◆ **TASK**
Set down, exactly as written, every line from the top of the records below to the line containing "use async_trait::async_trait;", both ends included, and no others.

◆ **LISTED ENTRIES**
//! AAKaaS OData package service client.
//!
//! Publication is triggered with a function import on the package service
//! and tracked by reading the target vector entity:
//!
//! 1. `GET  /odata/aas_ocs_package` with `x-csrf-token: fetch` (token + session cookie)
//! 2. `POST /odata/aas_ocs_package/PublishTargetVector?Id='<id>'&Scope='<T|P>'`
//! 3. `GET  /odata/aas_ocs_package/TargetVectorSet('<id>')`, repeated by the poller

use std::time::Duration;

use async_trait::async_trait;
use http::header::{HeaderMap, HeaderValue, ACCEPT, CONTENT_TYPE};
use http::{Method, StatusCode};
use reqwest::{RequestBuilder, Url};
use tracing::debug;

use aakaas_core::{
    Credentials, OperationHandle, OperationStatus, PublishRequest, StatusReport, TargetVector,
};

use super::http::{classify_status, transport_error};
use super::OperationClient;
use crate::error::ClientError;

/// Base path of the OData package service.
pub const PACKAGE_SERVICE_PATH: &str = "/odata/aas_ocs_package";

/// Header used to fetch and echo the anti-forgery token.
pub const CSRF_TOKEN_HEADER: &str = "x-csrf-token";

/// Where and as whom to talk to AAKaaS.
#[derive(Debug, Clone)]
pub struct Connection {
    /// Base URL of the AAKaaS system.
    pub endpoint: Url,
    pub credentials: Credentials,
    /// Upper bound for a single HTTP exchange.
    pub request_timeout: Duration,
}

impl Connection {
    #[must_use]
    pub fn new(endpoint: Url, credentials: Credentials) -> Self {
        Self {
            endpoint,
            credentials,
            request_timeout: Duration::from_secs(60),
        }
    }
}

/// Buffered HTTP response.
struct RawResponse {
    status: StatusCode,
    headers: HeaderMap,
    body: Vec<u8>,
}

/// [`OperationClient`] for target vector publication.
#[derive(Debug, Clone)]
pub struct AakaasClient {
    http: reqwest::Client,
    connection: Connection,
}

impl AakaasClient {
    /// Builds the client with a cookie store so the CSRF token fetched on
    /// submit stays bound to its session.
    ///
    /// # Errors
    ///
    /// Returns `ClientError::Transport` if the TLS backend cannot be
    /// initialized.
    pub fn new(connection: Connection) -> Result<Self, ClientError> {
        let mut headers = HeaderMap::new();
        headers.insert(ACCEPT, HeaderValue::from_static("application/json"));

        let http = reqwest::Client::builder()
            .cookie_store(true)
            .default_headers(headers)
            .timeout(connection.request_timeout)
            .build()
            .map_err(|err| transport_error(&err))?;

        Ok(Self { http, connection })
    }

    /// Appends `path` to the endpoint, keeping any base path it carries.
    fn url(&self, path: &str) -> Url {
        let mut url = self.connection.endpoint.clone();
        let joined = format!("{}{path}", url.path().trim_end_matches('/'));
        url.set_path(&joined);
        url
    }

    fn request(&self, method: Method, url: Url) -> RequestBuilder {
        let credentials = &self.connection.credentials;
        self.http
            .request(method, url)
            .basic_auth(
                credentials.username.expose(),
                Some(credentials.password.expose()),
            )
    }

    async fn send(&self, builder: RequestBuilder) -> Result<RawResponse, ClientError> {
        let response = builder.send().await.map_err(|err| transport_error(&err))?;
        let status = response.status();
        let headers = response.headers().clone();
        let body = response
            .bytes()
            .await
            .map_err(|err| transport_error(&err))?
            .to_vec();
        Ok(RawResponse {
            status,
            headers,
            body,
        })
    }

    /// Fetches an anti-forgery token for the package service.
    ///
    /// Returns `None` when the service does not hand out a token.
    async fn fetch_csrf_token(&self) -> Result<Option<HeaderValue>, ClientError> {
        let url = self.url(PACKAGE_SERVICE_PATH);
        let response = self
            .send(
                self.request(Method::GET, url)
                    .header(CSRF_TOKEN_HEADER, "fetch"),
            )
            .await?;
        classify_status(response.status, &response.body)?;
        Ok(response.headers.get(CSRF_TOKEN_HEADER).cloned())
    }
}

#[async_trait]
impl OperationClient for AakaasClient {
    type Payload = TargetVector;

    async fn submit(&self, request: &PublishRequest) -> Result<OperationHandle, ClientError> {
        let token = self.fetch_csrf_token().await?;

        let mut url = self.url(&format!("{PACKAGE_SERVICE_PATH}/PublishTargetVector"));
        url.query_pairs_mut()
            .append_pair("Id", &format!("'{}'", request.target_vector_id()))
            .append_pair("Scope", &format!("'{}'", request.scope().code()));

        let mut builder = self
            .request(Method::POST, url)
            .header(CONTENT_TYPE, "application/json")
            .body("");
        if let Some(token) = token {
            builder = builder.header(CSRF_TOKEN_HEADER, token);
        }

        let response = self.send(builder).await?;
        classify_status(response.status, &response.body)?;
        debug!(
            target_vector = request.target_vector_id(),
            scope = request.scope().code(),
            status = response.status.as_u16(),
            "publication triggered"
        );
        Ok(OperationHandle::from(request))
    }

    async fn check_status(
        &self,
        handle: &OperationHandle,
    ) -> Result<StatusReport<TargetVector>, ClientError> {
        let url = self.url(&format!(
            "{PACKAGE_SERVICE_PATH}/TargetVectorSet('{}')",
            handle.id()
        ));
        let response = self.send(self.request(Method::GET, url)).await?;
        classify_status(response.status, &response.body)?;

        match TargetVector::from_odata_json(&response.body) {
            Ok(vector) => Ok(vector.classify(handle.scope())),
            Err(err) => {
                debug!(target_vector = handle.id(), error = %err, "undecodable status response");
                Ok(StatusReport {
                    status: OperationStatus::Unknown,
                    reason: Some(format!("undecodable status response: {err}")),
                    payload: None,
                })
            }
        }
    }
}

#[cfg(test)]
mod tests {
    use aakaas_core::TargetVectorScope;
    use serde_json::json;
    use wiremock::matchers::{basic_auth, header, method, path, query_param};
    use wiremock::{Mock, MockServer, ResponseTemplate};

    use super::*;

    const TV_ID: &str = "W7Q00207512600000188";

    fn client_for(server: &MockServer) -> AakaasClient {
        let endpoint = Url::parse(&server.uri()).unwrap();
        AakaasClient::new(Connection::new(
            endpoint,
            Credentials::new("S0012345678", "s3cr3t"),
        ))
        .unwrap()
    }

    fn tv_body(status: &str, publish_status: &str) -> serde_json::Value {
        json!({"d": {"Id": TV_ID, "Status": status, "PublishStatus": publish_status}})
    }

    #[tokio::test]
    async fn submit_fetches_token_and_echoes_it() {
        let server = MockServer::start().await;
        Mock::given(method("GET"))
            .and(path(PACKAGE_SERVICE_PATH))
            .and(header(CSRF_TOKEN_HEADER, "fetch"))
            .and(basic_auth("S0012345678", "s3cr3t"))
            .respond_with(ResponseTemplate::new(200).insert_header(CSRF_TOKEN_HEADER, "tok-123"))
            .expect(1)
            .mount(&server)
            .await;
        Mock::given(method("POST"))
            .and(path(format!("{PACKAGE_SERVICE_PATH}/PublishTargetVector")))
            .and(query_param("Id", format!("'{TV_ID}'")))
            .and(query_param("Scope", "'P'"))
            .and(header(CSRF_TOKEN_HEADER, "tok-123"))
            .respond_with(ResponseTemplate::new(200).set_body_json(json!({"d": {}})))
            .expect(1)
            .mount(&server)
            .await;

        let client = client_for(&server);
        let request = PublishRequest::new(TargetVectorScope::Productive, TV_ID);
        let handle = client.submit(&request).await.unwrap();

        assert_eq!(handle.id(), TV_ID);
        assert_eq!(handle.scope(), TargetVectorScope::Productive);
    }

    #[tokio::test]
    async fn submit_with_rejected_credentials_is_auth_error() {
        let server = MockServer::start().await;
        Mock::given(method("GET"))
            .and(path(PACKAGE_SERVICE_PATH))
            .respond_with(ResponseTemplate::new(401))
            .mount(&server)
            .await;

        let client = client_for(&server);
        let request = PublishRequest::new(TargetVectorScope::Test, TV_ID);
        let err = client.submit(&request).await.unwrap_err();

        assert_eq!(err, ClientError::Auth { status: 401 });
        assert!(!err.to_string().contains("s3cr3t"));
    }

    #[tokio::test]
    async fn submit_rejected_by_service_is_validation_error() {
        let server = MockServer::start().await;
        Mock::given(method("GET"))
            .and(path(PACKAGE_SERVICE_PATH))
            .respond_with(ResponseTemplate::new(200))
            .mount(&server)
            .await;
        Mock::given(method("POST"))
            .respond_with(ResponseTemplate::new(400).set_body_json(json!({
                "error": {"code": "/AAK/PUB/001", "message": {"value": "Target vector already published"}}
            })))
            .mount(&server)
            .await;

        let client = client_for(&server);
        let err = client
            .submit(&PublishRequest::new(TargetVectorScope::Test, TV_ID))
            .await
            .unwrap_err();

        assert_eq!(
            err,
            ClientError::Validation {
                status: 400,
                message: "/AAK/PUB/001: Target vector already published".to_string(),
            }
        );
    }

    #[tokio::test]
    async fn check_status_maps_publish_status() {
        let server = MockServer::start().await;
        Mock::given(method("GET"))
            .and(path(format!("{PACKAGE_SERVICE_PATH}/TargetVectorSet('{TV_ID}')")))
            .respond_with(ResponseTemplate::new(200).set_body_json(tv_body("T", "S")))
            .mount(&server)
            .await;

        let client = client_for(&server);
        let handle = OperationHandle::new(TV_ID, TargetVectorScope::Test);
        let report = client.check_status(&handle).await.unwrap();

        assert_eq!(report.status, OperationStatus::Succeeded);
        assert_eq!(report.payload.unwrap().id, TV_ID);
    }

    #[tokio::test]
    async fn check_status_with_garbage_body_is_unknown() {
        let server = MockServer::start().await;
        Mock::given(method("GET"))
            .respond_with(ResponseTemplate::new(200).set_body_string("<html>maintenance</html>"))
            .mount(&server)
            .await;

        let client = client_for(&server);
        let handle = OperationHandle::new(TV_ID, TargetVectorScope::Test);
        let report = client.check_status(&handle).await.unwrap();

        assert_eq!(report.status, OperationStatus::Unknown);
    }

    #[tokio::test]
    async fn check_status_server_error_is_transient() {
        let server = MockServer::start().await;
        Mock::given(method("GET"))
            .respond_with(ResponseTemplate::new(503))
            .mount(&server)
            .await;

        let client = client_for(&server);
        let handle = OperationHandle::new(TV_ID, TargetVectorScope::Test);
        let err = client.check_status(&handle).await.unwrap_err();

        assert!(err.is_transient());
    }

    #[test]
    fn url_keeps_endpoint_base_path() {
        let client = |endpoint: &str| {
            AakaasClient::new(Connection::new(
                Url::parse(endpoint).unwrap(),
                Credentials::new("u", "p"),
            ))
            .unwrap()
        };

        assert_eq!(
            client("https://host/aakaas/").url(PACKAGE_SERVICE_PATH).as_str(),
            "https://host/aakaas/odata/aas_ocs_package"
        );
        assert_eq!(
            client("https://host/aakaas").url(PACKAGE_SERVICE_PATH).as_str(),
            "https://host/aakaas/odata/aas_ocs_package"
        );
        assert_eq!(
            client("https://apps.support.sap.com").url(PACKAGE_SERVICE_PATH).as_str(),
            "https://apps.support.sap.com/odata/aas_ocs_package"
        );
    }

    #[tokio::test]
    async fn check_status_under_endpoint_base_path() {
        let server = MockServer::start().await;
        Mock::given(method("GET"))
            .and(path(format!(
                "/aakaas{PACKAGE_SERVICE_PATH}/TargetVectorSet('{TV_ID}')"
            )))
            .respond_with(ResponseTemplate::new(200).set_body_json(tv_body("G", "R")))
            .expect(1)
            .mount(&server)
            .await;

        let endpoint = Url::parse(&format!("{}/aakaas", server.uri())).unwrap();
        let client =
            AakaasClient::new(Connection::new(endpoint, Credentials::new("u", "p"))).unwrap();
        let handle = OperationHandle::new(TV_ID, TargetVectorScope::Test);
        let report = client.check_status(&handle).await.unwrap();

        assert_eq!(report.status, OperationStatus::Running);
    }

    #[tokio::test]
    async fn unreachable_endpoint_is_transport_error() {
        // Port 9 (discard) on localhost is not served by anything in the test environment.
        let endpoint = Url::parse("http://127.0.0.1:9").unwrap();
        let client =
            AakaasClient::new(Connection::new(endpoint, Credentials::new("u", "p"))).unwrap();
        let handle = OperationHandle::new(TV_ID, TargetVectorScope::Test);
        let err = client.check_status(&handle).await.unwrap_err();

        assert!(err.is_transient());
    }
}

◆ **OUTPUT**
//! AAKaaS OData package service client.
//!
//! Publication is triggered with a function import on the package service
//! and tracked by reading the target vector entity:
//!
//! 1. `GET  /odata/aas_ocs_package` with `x-csrf-token: fetch` (token + session cookie)
//! 2. `POST /odata/aas_ocs_package/PublishTargetVector?Id='<id>'&Scope='<T|P>'`
//! 3. `GET  /odata/aas_ocs_package/TargetVectorSet('<id>')`, repeated by the poller

use std::time::Duration;

use async_trait::async_trait;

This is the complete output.